> **Excerpted records**:
-=-=-=-=-

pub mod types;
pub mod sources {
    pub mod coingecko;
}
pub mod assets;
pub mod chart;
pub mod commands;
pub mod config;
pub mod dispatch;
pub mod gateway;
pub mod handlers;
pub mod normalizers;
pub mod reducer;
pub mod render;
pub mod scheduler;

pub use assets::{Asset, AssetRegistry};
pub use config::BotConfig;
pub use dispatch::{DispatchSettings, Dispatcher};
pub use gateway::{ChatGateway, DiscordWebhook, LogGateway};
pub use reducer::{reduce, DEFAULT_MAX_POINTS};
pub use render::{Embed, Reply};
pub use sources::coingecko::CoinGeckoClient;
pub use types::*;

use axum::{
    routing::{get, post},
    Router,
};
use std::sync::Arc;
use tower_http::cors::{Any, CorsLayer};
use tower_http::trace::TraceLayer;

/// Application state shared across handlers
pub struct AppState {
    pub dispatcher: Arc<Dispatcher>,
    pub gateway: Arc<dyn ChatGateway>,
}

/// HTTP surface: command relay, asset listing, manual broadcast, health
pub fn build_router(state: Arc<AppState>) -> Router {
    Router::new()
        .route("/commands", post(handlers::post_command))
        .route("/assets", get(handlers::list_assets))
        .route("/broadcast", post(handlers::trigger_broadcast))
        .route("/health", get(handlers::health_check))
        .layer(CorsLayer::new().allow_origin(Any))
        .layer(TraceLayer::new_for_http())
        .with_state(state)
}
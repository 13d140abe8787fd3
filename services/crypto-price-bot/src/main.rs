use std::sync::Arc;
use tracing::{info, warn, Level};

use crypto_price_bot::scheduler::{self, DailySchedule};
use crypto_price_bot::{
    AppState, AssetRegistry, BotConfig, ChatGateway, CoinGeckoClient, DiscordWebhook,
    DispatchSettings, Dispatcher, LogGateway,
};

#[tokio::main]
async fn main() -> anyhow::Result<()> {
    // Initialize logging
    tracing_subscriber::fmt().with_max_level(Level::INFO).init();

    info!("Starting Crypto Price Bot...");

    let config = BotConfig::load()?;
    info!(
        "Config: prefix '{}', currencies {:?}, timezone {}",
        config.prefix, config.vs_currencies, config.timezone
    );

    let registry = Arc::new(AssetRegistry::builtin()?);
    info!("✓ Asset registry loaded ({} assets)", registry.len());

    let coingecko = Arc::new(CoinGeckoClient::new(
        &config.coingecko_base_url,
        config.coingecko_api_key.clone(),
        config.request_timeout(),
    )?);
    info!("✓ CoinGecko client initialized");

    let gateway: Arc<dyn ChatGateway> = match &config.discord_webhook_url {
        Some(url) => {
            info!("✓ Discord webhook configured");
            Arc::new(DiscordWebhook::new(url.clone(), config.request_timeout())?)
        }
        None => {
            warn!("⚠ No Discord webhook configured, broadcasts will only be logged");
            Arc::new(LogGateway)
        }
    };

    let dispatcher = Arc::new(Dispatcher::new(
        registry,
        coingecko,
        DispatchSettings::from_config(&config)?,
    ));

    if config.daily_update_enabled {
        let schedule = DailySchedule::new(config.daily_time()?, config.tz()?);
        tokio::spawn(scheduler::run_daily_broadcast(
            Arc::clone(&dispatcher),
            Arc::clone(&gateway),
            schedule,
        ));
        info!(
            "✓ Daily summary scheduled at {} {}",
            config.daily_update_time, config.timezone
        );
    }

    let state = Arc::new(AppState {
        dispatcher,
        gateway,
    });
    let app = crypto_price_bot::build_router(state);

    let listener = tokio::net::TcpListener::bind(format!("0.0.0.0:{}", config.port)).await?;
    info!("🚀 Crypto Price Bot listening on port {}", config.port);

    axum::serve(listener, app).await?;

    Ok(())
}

-=-=-=-=-

> **Goal of the exercise**: An exact, complete copy of the lines above from the one with "shared across handlers" through the one with "pub fn build_router(state: Arc<AppState>)" is the whole answer.

> **Solution for this exercise**:
/// Application state shared across handlers
pub struct AppState {
    pub dispatcher: Arc<Dispatcher>,
    pub gateway: Arc<dyn ChatGateway>,
}

/// HTTP surface: command relay, asset listing, manual broadcast, health
pub fn build_router(state: Arc<AppState>) -> Router {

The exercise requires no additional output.